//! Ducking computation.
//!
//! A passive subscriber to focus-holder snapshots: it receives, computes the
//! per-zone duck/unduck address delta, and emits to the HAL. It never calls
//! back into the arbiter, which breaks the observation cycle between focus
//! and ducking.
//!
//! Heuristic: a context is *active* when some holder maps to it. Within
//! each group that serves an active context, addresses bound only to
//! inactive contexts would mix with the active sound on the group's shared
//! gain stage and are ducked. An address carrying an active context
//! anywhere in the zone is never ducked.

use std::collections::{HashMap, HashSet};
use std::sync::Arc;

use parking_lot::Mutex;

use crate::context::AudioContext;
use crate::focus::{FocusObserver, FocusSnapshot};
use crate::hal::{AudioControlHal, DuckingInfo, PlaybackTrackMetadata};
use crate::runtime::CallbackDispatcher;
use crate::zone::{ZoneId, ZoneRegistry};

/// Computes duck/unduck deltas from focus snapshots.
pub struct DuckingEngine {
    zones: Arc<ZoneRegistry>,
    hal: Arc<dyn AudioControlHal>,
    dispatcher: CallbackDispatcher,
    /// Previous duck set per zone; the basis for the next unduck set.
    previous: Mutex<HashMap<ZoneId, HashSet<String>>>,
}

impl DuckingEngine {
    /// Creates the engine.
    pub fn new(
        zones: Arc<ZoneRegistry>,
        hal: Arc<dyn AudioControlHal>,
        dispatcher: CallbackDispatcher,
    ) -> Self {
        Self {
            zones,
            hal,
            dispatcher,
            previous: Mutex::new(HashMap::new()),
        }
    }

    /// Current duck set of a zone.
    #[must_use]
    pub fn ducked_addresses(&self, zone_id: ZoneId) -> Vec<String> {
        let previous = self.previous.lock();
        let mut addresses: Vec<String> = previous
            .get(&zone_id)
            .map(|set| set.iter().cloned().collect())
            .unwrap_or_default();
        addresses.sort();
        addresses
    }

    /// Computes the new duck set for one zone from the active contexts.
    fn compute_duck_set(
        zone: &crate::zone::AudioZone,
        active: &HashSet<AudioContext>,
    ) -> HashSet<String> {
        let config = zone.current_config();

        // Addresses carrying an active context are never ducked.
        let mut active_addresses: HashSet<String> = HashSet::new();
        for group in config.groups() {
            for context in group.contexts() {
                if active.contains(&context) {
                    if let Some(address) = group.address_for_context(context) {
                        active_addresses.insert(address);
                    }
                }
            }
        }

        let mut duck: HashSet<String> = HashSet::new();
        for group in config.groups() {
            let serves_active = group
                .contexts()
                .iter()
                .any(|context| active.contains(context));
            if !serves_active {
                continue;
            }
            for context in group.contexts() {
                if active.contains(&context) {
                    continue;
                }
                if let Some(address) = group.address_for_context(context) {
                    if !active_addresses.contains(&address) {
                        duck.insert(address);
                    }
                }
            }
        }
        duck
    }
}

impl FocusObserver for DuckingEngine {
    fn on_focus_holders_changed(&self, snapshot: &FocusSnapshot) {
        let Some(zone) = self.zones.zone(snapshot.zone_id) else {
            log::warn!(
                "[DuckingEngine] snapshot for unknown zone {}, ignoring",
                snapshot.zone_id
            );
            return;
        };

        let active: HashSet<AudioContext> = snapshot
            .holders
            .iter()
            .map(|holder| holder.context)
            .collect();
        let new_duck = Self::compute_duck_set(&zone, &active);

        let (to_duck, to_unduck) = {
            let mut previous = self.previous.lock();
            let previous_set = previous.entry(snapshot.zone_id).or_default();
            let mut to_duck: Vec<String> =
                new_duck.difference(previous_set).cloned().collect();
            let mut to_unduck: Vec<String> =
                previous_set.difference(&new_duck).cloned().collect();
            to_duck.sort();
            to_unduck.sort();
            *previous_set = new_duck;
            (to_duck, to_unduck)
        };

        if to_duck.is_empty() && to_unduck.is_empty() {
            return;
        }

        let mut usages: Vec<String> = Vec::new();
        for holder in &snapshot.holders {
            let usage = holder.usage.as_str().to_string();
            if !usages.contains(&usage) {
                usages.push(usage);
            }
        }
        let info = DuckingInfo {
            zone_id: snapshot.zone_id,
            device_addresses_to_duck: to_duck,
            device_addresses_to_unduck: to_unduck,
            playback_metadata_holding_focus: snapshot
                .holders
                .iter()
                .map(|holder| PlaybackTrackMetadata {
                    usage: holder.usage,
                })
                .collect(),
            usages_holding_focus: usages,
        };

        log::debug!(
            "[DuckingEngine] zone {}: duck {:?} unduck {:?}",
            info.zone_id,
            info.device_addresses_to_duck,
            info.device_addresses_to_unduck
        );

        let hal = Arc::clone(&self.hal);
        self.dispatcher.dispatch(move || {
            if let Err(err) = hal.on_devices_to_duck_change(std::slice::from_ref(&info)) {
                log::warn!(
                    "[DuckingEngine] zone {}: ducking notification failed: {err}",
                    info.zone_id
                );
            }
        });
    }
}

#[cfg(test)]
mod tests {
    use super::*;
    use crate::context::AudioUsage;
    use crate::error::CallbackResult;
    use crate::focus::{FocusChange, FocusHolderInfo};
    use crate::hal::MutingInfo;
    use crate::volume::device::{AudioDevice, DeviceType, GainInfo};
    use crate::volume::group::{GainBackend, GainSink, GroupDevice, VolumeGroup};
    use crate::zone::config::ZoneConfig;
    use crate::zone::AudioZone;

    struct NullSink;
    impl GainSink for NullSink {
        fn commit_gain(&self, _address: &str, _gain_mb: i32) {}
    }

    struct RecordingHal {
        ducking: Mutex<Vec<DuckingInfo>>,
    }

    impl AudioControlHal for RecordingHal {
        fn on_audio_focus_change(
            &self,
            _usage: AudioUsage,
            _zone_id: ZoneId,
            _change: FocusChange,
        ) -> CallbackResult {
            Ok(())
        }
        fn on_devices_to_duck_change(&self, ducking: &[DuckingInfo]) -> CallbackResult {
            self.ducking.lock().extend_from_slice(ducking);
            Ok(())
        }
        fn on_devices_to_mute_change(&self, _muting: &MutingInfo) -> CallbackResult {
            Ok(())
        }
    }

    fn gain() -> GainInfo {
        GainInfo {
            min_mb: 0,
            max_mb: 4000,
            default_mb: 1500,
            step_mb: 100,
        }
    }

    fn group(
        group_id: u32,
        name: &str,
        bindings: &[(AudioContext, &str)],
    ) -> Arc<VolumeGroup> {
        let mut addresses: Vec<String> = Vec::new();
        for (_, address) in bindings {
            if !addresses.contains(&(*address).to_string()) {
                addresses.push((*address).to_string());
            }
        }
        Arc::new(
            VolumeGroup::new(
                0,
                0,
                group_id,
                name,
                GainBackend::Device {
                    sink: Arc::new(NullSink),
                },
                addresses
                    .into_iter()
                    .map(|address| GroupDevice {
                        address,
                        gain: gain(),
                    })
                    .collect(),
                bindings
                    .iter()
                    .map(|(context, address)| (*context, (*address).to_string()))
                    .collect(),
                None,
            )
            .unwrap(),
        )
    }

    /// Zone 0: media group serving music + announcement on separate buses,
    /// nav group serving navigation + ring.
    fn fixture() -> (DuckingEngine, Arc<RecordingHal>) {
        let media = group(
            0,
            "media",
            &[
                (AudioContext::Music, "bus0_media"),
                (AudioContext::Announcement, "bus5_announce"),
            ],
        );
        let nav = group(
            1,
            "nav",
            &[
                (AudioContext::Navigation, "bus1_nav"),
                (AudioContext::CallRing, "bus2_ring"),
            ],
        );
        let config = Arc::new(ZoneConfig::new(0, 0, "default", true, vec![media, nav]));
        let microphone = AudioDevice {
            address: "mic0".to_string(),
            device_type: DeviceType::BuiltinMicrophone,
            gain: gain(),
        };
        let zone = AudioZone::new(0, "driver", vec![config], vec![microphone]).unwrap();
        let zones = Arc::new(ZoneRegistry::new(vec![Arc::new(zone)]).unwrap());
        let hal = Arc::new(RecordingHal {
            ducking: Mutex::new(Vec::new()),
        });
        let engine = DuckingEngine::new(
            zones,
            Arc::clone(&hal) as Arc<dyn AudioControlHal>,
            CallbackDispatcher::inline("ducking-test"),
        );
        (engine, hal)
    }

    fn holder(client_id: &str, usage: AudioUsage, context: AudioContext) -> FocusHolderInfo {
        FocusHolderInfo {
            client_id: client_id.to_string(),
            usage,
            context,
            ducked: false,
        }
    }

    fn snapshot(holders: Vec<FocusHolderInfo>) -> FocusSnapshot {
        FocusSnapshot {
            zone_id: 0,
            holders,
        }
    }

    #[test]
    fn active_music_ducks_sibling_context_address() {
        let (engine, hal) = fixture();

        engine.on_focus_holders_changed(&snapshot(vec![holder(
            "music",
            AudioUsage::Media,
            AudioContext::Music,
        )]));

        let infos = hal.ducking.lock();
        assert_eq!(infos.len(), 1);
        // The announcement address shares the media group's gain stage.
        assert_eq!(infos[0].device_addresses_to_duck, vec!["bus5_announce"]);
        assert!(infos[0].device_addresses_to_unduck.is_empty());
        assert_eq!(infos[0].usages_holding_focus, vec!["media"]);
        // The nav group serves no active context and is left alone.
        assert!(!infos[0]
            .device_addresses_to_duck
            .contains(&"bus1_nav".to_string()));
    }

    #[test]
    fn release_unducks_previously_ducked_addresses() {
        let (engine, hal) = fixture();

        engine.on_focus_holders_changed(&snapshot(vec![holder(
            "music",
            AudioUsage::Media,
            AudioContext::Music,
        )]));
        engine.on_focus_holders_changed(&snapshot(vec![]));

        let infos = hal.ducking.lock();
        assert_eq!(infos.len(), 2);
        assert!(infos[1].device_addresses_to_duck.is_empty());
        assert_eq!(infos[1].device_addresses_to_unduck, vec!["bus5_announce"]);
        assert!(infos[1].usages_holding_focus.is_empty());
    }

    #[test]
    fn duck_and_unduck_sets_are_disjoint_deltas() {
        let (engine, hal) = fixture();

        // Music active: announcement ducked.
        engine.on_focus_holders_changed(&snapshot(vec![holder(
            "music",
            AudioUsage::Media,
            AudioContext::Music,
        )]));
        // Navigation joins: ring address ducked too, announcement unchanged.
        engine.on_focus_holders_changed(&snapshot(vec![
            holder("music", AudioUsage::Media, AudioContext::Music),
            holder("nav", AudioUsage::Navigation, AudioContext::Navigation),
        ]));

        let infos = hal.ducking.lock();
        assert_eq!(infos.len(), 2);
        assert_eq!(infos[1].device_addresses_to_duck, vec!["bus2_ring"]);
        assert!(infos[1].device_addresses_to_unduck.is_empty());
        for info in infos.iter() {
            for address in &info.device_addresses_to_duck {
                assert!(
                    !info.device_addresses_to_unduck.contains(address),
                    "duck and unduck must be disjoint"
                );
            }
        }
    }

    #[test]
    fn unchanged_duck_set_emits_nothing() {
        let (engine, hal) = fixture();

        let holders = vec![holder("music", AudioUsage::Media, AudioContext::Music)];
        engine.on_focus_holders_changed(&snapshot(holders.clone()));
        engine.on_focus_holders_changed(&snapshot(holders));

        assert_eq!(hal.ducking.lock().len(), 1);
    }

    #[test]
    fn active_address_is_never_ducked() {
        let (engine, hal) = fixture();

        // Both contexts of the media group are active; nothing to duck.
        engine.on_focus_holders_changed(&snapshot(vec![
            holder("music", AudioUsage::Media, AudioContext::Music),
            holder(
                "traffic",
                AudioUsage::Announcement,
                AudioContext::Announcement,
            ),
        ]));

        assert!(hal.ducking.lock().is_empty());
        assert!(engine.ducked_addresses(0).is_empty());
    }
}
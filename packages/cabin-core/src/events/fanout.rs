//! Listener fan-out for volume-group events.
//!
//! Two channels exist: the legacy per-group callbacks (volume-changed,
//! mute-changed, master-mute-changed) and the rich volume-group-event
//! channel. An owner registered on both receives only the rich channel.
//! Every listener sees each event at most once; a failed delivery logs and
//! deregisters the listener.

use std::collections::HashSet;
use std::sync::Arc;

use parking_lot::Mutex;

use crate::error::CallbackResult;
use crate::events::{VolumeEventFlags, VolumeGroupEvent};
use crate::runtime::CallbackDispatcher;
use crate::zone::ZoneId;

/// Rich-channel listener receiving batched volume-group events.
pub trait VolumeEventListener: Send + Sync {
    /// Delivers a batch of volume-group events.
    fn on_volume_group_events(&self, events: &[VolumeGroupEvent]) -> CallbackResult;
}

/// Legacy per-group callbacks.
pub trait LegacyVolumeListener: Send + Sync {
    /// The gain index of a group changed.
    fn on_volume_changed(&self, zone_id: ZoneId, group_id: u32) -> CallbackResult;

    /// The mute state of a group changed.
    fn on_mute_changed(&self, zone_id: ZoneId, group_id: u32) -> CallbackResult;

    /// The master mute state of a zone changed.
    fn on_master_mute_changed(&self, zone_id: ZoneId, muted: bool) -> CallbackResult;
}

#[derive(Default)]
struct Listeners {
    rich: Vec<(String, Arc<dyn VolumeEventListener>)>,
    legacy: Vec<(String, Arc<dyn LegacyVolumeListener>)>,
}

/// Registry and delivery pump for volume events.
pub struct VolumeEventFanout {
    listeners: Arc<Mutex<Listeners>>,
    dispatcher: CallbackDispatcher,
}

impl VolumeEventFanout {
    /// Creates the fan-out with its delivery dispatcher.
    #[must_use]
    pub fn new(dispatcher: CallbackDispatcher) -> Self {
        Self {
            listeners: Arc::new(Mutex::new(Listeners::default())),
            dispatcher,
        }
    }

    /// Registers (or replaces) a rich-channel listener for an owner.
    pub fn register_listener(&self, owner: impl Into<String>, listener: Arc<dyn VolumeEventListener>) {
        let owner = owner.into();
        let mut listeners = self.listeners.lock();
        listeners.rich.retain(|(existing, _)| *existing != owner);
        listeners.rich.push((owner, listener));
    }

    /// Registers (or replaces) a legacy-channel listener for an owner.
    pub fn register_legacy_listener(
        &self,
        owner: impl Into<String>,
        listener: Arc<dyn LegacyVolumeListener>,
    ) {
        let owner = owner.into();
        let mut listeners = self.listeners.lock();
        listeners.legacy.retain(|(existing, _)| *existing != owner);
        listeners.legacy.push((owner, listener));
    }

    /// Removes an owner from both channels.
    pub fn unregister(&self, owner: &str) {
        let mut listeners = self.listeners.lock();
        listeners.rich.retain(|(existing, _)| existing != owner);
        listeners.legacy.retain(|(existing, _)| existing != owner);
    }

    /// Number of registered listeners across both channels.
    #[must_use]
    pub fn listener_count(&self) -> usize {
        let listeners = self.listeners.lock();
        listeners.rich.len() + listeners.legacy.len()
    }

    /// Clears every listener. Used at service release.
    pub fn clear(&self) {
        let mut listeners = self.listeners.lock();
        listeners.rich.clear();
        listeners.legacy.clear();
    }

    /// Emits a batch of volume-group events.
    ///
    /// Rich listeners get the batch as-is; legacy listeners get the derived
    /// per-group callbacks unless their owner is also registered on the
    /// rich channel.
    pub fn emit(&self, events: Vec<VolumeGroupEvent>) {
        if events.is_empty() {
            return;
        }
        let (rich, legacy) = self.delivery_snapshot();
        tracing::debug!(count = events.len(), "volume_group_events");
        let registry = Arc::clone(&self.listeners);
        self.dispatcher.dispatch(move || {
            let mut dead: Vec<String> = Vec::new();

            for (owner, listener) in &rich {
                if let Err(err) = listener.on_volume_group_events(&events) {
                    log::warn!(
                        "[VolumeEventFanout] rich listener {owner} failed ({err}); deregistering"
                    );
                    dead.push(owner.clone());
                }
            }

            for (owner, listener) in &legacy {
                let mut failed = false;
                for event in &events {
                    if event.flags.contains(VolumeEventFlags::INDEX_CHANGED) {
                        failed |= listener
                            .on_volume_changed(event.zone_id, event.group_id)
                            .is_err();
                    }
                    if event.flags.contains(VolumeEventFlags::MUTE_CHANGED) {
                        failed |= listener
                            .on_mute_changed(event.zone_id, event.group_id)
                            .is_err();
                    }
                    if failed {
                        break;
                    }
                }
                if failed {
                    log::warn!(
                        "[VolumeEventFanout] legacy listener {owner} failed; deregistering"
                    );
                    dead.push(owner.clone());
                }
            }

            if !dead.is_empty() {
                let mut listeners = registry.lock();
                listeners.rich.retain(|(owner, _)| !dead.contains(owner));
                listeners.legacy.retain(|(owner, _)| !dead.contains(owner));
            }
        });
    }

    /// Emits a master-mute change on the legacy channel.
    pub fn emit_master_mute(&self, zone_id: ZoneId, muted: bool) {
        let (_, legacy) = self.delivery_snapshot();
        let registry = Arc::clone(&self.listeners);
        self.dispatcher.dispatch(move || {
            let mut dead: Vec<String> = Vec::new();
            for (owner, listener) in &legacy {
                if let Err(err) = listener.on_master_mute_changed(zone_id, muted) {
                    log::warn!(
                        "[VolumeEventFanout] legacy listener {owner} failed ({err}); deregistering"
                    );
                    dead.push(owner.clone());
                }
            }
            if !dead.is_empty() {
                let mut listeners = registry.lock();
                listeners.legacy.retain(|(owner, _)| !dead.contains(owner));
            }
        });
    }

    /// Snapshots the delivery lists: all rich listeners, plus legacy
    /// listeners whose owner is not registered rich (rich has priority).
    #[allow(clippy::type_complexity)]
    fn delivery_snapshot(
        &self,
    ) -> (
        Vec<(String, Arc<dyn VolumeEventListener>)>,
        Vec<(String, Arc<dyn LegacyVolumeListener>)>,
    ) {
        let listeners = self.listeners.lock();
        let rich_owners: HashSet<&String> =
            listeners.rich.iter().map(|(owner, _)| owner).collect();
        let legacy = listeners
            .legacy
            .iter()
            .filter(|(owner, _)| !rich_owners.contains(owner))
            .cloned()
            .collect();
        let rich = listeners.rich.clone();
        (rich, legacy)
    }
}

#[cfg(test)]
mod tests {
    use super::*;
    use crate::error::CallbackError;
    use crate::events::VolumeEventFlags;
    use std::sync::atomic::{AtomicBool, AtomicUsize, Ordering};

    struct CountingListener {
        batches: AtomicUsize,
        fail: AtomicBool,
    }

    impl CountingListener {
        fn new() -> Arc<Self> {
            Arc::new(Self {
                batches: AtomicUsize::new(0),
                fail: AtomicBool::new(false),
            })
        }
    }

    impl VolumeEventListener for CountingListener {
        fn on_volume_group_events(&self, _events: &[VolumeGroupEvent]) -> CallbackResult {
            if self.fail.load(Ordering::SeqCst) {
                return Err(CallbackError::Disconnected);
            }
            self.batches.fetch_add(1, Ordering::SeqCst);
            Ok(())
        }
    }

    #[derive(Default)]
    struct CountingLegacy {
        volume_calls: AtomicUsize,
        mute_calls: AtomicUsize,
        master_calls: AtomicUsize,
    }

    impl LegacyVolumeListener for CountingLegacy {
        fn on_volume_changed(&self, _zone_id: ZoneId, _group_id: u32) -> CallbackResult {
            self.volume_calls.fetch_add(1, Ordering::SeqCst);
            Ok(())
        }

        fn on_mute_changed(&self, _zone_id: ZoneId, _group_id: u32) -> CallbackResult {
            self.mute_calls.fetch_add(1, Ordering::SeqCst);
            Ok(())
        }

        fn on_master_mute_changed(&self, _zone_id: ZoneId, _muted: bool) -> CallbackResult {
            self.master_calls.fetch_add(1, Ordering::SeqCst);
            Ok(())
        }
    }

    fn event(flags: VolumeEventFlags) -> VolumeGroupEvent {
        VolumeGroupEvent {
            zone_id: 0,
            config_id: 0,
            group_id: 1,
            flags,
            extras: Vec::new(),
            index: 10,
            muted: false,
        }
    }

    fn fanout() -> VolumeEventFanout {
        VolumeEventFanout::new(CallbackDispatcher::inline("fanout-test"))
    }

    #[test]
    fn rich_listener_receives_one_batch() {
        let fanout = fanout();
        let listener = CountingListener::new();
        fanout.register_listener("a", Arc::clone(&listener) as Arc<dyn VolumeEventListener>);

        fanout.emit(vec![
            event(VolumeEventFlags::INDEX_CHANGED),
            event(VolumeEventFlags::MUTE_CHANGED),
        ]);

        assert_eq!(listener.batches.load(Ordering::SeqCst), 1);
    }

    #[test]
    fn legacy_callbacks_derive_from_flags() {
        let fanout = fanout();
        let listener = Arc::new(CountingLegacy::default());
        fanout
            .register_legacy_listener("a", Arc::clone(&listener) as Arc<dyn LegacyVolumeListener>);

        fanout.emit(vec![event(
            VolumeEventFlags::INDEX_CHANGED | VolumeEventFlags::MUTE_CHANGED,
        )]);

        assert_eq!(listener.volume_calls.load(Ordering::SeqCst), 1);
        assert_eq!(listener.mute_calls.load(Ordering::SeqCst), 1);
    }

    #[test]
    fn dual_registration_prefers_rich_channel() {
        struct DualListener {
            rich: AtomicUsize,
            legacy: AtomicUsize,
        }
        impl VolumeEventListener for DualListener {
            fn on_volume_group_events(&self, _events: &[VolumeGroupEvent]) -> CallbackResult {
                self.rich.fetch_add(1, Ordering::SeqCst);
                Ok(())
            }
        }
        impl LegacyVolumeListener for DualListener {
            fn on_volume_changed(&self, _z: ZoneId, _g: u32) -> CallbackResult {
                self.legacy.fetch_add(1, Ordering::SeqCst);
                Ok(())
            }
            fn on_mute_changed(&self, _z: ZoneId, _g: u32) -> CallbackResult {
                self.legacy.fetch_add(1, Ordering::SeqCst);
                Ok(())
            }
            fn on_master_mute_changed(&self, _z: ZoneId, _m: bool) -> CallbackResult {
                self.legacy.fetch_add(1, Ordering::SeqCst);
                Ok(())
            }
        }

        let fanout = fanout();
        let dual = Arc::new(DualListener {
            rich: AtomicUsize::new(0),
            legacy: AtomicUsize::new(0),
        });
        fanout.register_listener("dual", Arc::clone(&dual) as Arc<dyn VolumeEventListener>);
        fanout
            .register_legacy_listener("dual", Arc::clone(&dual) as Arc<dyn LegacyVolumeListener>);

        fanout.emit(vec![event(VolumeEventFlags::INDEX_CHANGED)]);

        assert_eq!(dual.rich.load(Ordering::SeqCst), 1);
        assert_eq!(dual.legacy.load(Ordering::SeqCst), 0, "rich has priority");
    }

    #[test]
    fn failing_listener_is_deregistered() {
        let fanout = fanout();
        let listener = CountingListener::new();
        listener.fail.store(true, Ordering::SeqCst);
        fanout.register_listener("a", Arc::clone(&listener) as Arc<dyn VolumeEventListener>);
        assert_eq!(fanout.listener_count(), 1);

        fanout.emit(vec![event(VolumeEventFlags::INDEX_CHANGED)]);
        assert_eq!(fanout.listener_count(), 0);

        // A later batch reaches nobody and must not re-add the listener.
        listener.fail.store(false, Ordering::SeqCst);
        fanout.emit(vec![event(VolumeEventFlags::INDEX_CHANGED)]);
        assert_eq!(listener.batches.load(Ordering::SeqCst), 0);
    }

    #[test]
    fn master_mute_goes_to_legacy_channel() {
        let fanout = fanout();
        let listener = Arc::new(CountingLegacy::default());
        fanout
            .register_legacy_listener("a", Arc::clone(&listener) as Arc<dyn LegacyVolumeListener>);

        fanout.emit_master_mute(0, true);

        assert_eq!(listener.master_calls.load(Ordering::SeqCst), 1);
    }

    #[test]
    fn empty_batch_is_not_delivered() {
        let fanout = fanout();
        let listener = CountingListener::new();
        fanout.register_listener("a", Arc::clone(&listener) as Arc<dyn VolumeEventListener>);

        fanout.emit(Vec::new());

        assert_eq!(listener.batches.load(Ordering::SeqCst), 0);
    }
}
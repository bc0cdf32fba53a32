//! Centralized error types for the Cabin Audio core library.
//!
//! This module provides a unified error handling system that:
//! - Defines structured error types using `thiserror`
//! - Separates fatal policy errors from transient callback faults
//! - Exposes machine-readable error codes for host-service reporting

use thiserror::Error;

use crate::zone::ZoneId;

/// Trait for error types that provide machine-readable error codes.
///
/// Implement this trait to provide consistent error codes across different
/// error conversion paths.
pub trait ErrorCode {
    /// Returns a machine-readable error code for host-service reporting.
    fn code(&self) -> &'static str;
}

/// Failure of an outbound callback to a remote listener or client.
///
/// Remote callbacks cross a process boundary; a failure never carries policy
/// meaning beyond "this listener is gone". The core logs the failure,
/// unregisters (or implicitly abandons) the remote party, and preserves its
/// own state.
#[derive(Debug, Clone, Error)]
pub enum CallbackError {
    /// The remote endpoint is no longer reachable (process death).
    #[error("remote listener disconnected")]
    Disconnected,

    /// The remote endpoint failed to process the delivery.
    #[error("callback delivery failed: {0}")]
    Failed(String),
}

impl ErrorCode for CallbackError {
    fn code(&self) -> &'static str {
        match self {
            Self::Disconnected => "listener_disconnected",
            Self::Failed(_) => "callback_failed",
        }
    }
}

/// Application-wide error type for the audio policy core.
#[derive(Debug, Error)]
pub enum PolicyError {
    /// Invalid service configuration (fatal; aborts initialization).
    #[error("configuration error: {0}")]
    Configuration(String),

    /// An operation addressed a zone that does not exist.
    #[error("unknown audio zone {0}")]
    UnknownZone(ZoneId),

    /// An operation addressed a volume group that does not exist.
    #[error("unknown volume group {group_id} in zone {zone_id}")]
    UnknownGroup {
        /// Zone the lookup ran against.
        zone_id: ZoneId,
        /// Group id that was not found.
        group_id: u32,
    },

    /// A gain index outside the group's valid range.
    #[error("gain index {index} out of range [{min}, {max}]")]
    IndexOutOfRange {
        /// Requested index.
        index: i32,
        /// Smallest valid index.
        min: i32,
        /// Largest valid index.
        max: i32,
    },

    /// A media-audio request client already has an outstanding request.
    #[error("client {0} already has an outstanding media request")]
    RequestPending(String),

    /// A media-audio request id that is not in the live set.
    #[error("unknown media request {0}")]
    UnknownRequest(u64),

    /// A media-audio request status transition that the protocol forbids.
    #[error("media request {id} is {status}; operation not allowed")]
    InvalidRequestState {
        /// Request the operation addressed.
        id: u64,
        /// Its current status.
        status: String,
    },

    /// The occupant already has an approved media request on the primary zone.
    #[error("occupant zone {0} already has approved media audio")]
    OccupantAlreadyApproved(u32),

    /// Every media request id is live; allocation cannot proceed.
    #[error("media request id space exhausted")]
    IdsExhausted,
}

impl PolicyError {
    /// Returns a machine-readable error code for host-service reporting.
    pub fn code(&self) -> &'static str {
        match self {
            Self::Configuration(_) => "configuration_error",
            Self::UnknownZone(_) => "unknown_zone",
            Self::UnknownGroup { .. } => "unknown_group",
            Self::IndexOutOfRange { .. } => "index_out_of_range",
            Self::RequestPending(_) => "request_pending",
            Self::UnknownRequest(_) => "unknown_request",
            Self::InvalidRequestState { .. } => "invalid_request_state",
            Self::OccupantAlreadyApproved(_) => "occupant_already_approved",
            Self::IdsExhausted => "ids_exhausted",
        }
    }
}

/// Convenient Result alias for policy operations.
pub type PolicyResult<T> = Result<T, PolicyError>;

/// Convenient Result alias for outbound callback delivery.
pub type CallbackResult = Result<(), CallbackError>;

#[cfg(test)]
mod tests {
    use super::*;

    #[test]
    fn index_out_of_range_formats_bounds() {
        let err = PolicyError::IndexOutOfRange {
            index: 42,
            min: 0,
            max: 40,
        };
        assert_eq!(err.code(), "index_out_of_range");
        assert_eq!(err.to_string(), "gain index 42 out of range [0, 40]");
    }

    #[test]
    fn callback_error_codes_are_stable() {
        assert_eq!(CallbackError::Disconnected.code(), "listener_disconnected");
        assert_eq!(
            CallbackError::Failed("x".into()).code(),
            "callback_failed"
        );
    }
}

--*--

== WHAT THE TASK REQUIRES ==
Only lines of the data holding the word "DeviceType" go in the answer. Please copy each of them.

== SOLUTION TO THIS PROBLEM ==
    use crate::volume::device::{AudioDevice, DeviceType, GainInfo};
            device_type: DeviceType::BuiltinMicrophone,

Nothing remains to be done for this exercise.